ASSIGNMENT:
Where a line holds the word "BoardInfo", copy that line from the data below.

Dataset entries
↓

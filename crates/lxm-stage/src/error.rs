//! Error types for the staging crate.

/// Errors that can occur while loading or staging a document.
#[derive(Debug, thiserror::Error)]
pub enum StageError {
    /// The document could not be decoded.
    #[error("document error: {0}")]
    Document(String),

    /// I/O failure while reading a document.
    #[error("I/O error: {0}")]
    Io(#[from] std::io::Error),
}

/// Convenience alias for staging results.
pub type StageResult<T> = Result<T, StageError>;
use crate::{Family, boards::BoardInfo};

#[derive(Debug, Default, Clone)]
pub struct RP2040;

impl BoardInfo for RP2040 {
    fn family_id(&self) -> u32 {
        Family::RP2040.id()
    }

    fn start_address(&self) -> u32 {
        FLASH_START_RP2040
    }

    fn board_name(&self) -> String {
        "rp2040".to_string()
    }
}

pub const FLASH_START_RP2040: u32 = 0x10000000;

↑

RESPONSE BOX:
use crate::{Family, boards::BoardInfo};
impl BoardInfo for RP2040 {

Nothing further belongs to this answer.